A measure to tax the gross receipts of licensed medical marijuana dispensaries in Oakland passed overwhelmingly on Tuesday. The vote makes Oakland the first city in the US to tax marijuana.

The tax was put on the ballot after a considerable push from the medical community. City Council jumped on the bandwagon, too, when it became clear that Oakland would not meet its budget for the year. Rebecca Kaplan, a local councilwoman said, “Given that the medical cannabis dispensaries are something that was legalized in California, why not have revenue from it?”

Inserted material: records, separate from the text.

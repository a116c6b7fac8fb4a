//! Disk Cache - A content-addressed on-disk cache
//!
//! Maps arbitrary keys to sharded files, serves stored values, and computes
//! and persists missing ones through a caller-supplied producer.

pub mod cache;
pub mod config;
pub mod diagnostics;
pub mod error;
pub mod tasks;

pub use cache::{
    CacheStore, CacheStoreBuilder, Codec, FsStorage, GzipCodec, IdentityCodec, KeyMapper, Storage,
};
pub use config::StoreConfig;
pub use diagnostics::DiagnosticSink;
pub use error::{CacheError, Result};
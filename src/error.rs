//! Error types for the disk cache
//!
//! Provides unified error handling using thiserror.

use std::io;
use std::path::PathBuf;

use thiserror::Error;

// == Cache Error Enum ==
/// Unified error type for cache operations.
///
/// A read that finds no entry is not an error on its own; it only becomes
/// [`CacheError::NoProducer`] when the caller gave no way to fill the entry.
#[derive(Error, Debug)]
pub enum CacheError {
    /// Entry is missing and no producer was supplied
    #[error("No cached entry at {} and no producer supplied", .path.display())]
    NoProducer { path: PathBuf },

    /// Underlying filesystem failure
    #[error("I/O error at {}: {source}", .path.display())]
    Io {
        path: PathBuf,
        #[source]
        source: io::Error,
    },

    /// Compression or decompression failed
    #[error("Codec error: {0}")]
    Codec(String),

    /// A fallible producer failed to compute the value
    #[error("Producer failed: {0}")]
    Producer(#[source] anyhow::Error),
}

impl CacheError {
    /// Wraps an I/O failure together with the path it happened on.
    pub fn io(path: impl Into<PathBuf>, source: io::Error) -> Self {
        CacheError::Io {
            path: path.into(),
            source,
        }
    }

    /// Returns the native error kind for [`CacheError::Io`], `None` otherwise.
    pub fn io_kind(&self) -> Option<io::ErrorKind> {
        match self {
            CacheError::Io { source, .. } => Some(source.kind()),
            _ => None,
        }
    }
}

// == Result Type Alias ==
/// Convenience Result type for cache operations.
pub type Result<T> = std::result::Result<T, CacheError>;
use serde::{Deserialize, Serialize};
use sqlx::FromRow;
use time::OffsetDateTime;

/// User record in the database.
#[derive(Debug, Clone, Serialize, Deserialize, FromRow)]
pub struct User {
    pub id: i64,                    // store-assigned, unique per row
    pub username: String,           // globally unique
    pub email: String,              // globally unique
    #[serde(skip_serializing)]
    pub password_hash: String,      // Argon2 hash, not exposed in JSON
    #[serde(with = "time::serde::rfc3339")]
    pub created_at: OffsetDateTime, // set by the database on insert
}

#[cfg(test)]
mod tests {
    use super::*;

    #[test]
    fn serialization_omits_password_hash() {
        let user = User {
            id: 1,
            username: "alice".into(),
            email: "alice@example.com".into(),
            password_hash: "$argon2id$secret".into(),
            created_at: OffsetDateTime::UNIX_EPOCH,
        };

        let json = serde_json::to_string(&user).unwrap();
        assert!(json.contains("alice"));
        assert!(!json.contains("password_hash"));
        assert!(!json.contains("argon2id"));
    }
}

So that kind of makes sense. In theory, I get the idea of taxing legal substances, like tobacco, to raise revenue. What’s odd, though, is that this is medical marijuana. That is a significant distinction. In California, it would be otherwise exempt under the state sales tax laws which specifically exclude “[s]ales of prescription medicine and certain medical devices.” However, according to the Wall Street Journal, sales tax is collected on the purchase. This, according to the State Board of Equalization, is because marijuana cannot be exempted as a prescription drug since it is classed as a Schedule I drug by the federal government and is cannot be “prescribed.” To actually obtain medical marijuana, your doctor must write a note, not a prescription (insert rolling of the eyes here).

The new tax in Oakland is a gross receipts tax imposed on the dispensaries which are licensed to sell medical marijuana. Currently, four dispensaries inside the city fit the bill. Those dispensaries not only supported the effort to tax medical marijuana, they pushed City Council to put the tax to a vote. Why? While the tax is relatively small (1.8%), it, in effect, legitimizes their product. You may recall a similar effort in Nevada to tax prostitution; though legal, it was not taxed and the sex industry lead the failed effort to have it taxed. For better or worse, taxing a product is perceived as the government’s tacit approval of the sale of the product.

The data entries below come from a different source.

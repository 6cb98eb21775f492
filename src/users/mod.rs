use axum::Router;

use crate::state::AppState;

pub mod dto;
pub mod error;
pub mod handlers;
pub mod password;
pub mod repo;
pub mod repo_types;
pub mod services;

pub fn router() -> Router<AppState> {
    handlers::user_routes()
}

The latter is exactly what has riled those who are fighting to keep drugs out of California. Paul Chabot of the Coalition for a Drug Free California, in addressing those concerns, has said, “With the state in dire straits in finances and the country looking for ways to pay down debt, looking at illegal drugs is the absolute wrong thing to do.”

Only Mr. Chabot doesn’t have it quite right. California is one of 13 states that has passed a law legalizing the sale of medical marijuana; it is not illegal in that regard. Alaska, Colorado, Hawaii, Maine, Michigan, Montana, Nevada, New Mexico, Oregon, Rhode Island, Vermont and Washington have also legalized the sale of medical marijuana. Other states, like North Carolina and Iowa, are considering measures which would legalize the use of marijuana for medical purposes.

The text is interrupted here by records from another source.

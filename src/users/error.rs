use axum::http::StatusCode;
use axum::response::{IntoResponse, Response};
use axum::Json;
use serde::Serialize;
use serde_json::json;

/// One violated validation rule, reported per field.
#[derive(Debug, Clone, Serialize, PartialEq, Eq)]
pub struct FieldError {
    pub field: &'static str,
    pub message: &'static str,
}

/// Which unique column collided, when known from the pre-check.
#[derive(Debug, Clone, Copy, PartialEq, Eq)]
pub enum DuplicateField {
    Username,
    Email,
    /// Insert-time constraint violation; the store does not say which
    /// column collided.
    Unknown,
}

impl DuplicateField {
    pub fn message(&self) -> &'static str {
        match self {
            DuplicateField::Username => "Username already registered",
            DuplicateField::Email => "Email already registered",
            DuplicateField::Unknown => "Username or email already exists",
        }
    }
}

/// Failures surfaced by the data store.
#[derive(Debug, thiserror::Error)]
pub enum StoreError {
    #[error("username or email already exists")]
    Duplicate,
    #[error(transparent)]
    Database(#[from] sqlx::Error),
}

/// Everything that can go wrong during registration.
#[derive(Debug, thiserror::Error)]
pub enum RegisterError {
    #[error("validation failed")]
    Validation(Vec<FieldError>),
    #[error("{}", .0.message())]
    Duplicate(DuplicateField),
    #[error("password hashing failed")]
    Hash(#[source] anyhow::Error),
    #[error("storage failure")]
    Store(#[source] sqlx::Error),
}

impl From<StoreError> for RegisterError {
    fn from(err: StoreError) -> Self {
        match err {
            StoreError::Duplicate => RegisterError::Duplicate(DuplicateField::Unknown),
            StoreError::Database(e) => RegisterError::Store(e),
        }
    }
}

impl From<sqlx::Error> for RegisterError {
    fn from(err: sqlx::Error) -> Self {
        RegisterError::Store(err)
    }
}

impl RegisterError {
    pub fn status(&self) -> StatusCode {
        match self {
            RegisterError::Validation(_) => StatusCode::UNPROCESSABLE_ENTITY,
            RegisterError::Duplicate(_) => StatusCode::BAD_REQUEST,
            RegisterError::Hash(_) | RegisterError::Store(_) => {
                StatusCode::INTERNAL_SERVER_ERROR
            }
        }
    }
}

impl IntoResponse for RegisterError {
    fn into_response(self) -> Response {
        let status = self.status();
        let body = match &self {
            RegisterError::Validation(errors) => json!({ "detail": errors }),
            RegisterError::Duplicate(field) => json!({ "detail": field.message() }),
            RegisterError::Hash(_) | RegisterError::Store(_) => {
                json!({ "detail": "Internal server error" })
            }
        };
        (status, Json(body)).into_response()
    }
}

#[cfg(test)]
mod tests {
    use super::*;

    #[test]
    fn validation_maps_to_422_with_field_detail() {
        let err = RegisterError::Validation(vec![FieldError {
            field: "username",
            message: "must be between 3 and 50 characters",
        }]);
        assert_eq!(err.status(), StatusCode::UNPROCESSABLE_ENTITY);

        let response = err.into_response();
        assert_eq!(response.status(), StatusCode::UNPROCESSABLE_ENTITY);
    }

    #[test]
    fn duplicate_username_maps_to_400_naming_username() {
        let err = RegisterError::Duplicate(DuplicateField::Username);
        assert_eq!(err.status(), StatusCode::BAD_REQUEST);
        assert!(err.to_string().contains("Username"));
    }

    #[test]
    fn race_duplicate_is_generic() {
        let err: RegisterError = StoreError::Duplicate.into();
        match err {
            RegisterError::Duplicate(DuplicateField::Unknown) => {}
            other => panic!("expected generic duplicate, got {:?}", other),
        }
        assert_eq!(
            DuplicateField::Unknown.message(),
            "Username or email already exists"
        );
    }

    #[test]
    fn database_error_maps_to_500() {
        let err: RegisterError = StoreError::Database(sqlx::Error::PoolClosed).into();
        assert_eq!(err.status(), StatusCode::INTERNAL_SERVER_ERROR);
    }
}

But Chabot does have many supporters who believe that the taxation of medical marijuana puts the state of California one step closer to legalizing the distribution of marijuana altogether. Those supporters argue that marijuana is a gateway drug to harder drugs and that legitimizing marijuana will pave the way towards legitimizing other drugs.

That arguments isn’t convincing many government officials. Taxing the distribution of medical marijuana is expected to raise an additional $300,000 for the City of Oakland, though some supporters claim that the number will be as high (no pun intended) as $1 million. Not surprisingly, then, Los Angeles, Berkeley and San Francisco are reportedly considering a similar scheme.

Even more dramatic, as blogged earlier, the state of California is debating a bill which would legalize and tax the sale of marijuana without regard for medical use. That bill includes a measure, ironically, which would exempt the sale of medical marijuana from sales tax.

Interestingly, it was the taxation of marijuana in the 1930s which lead to the criminalization of the drug. Really. The 1937 Marihuana Tax Act imposed a two part tax on the sale of marijuana; one which functioned like a sales tax and an occupational tax for licensed dealers. Violations of the Act resulted in serious consequences.

In 1969, Timothy Leary challenged his arrest for possession of marijuana under the Act; the case of Leary v. United States made it to the Supreme Court. The Court invalidated part of the Act as a violation of the Fifth Amendment (against self-incrimination). The result was a new law, the Controlled Substances Act, passed in 1970, which criminalized the possession or sale of marijuana.

Forty years later, we may end up at the same place again.

What do you think? Should we tax the sale of marijuana? Did Oakland get it right?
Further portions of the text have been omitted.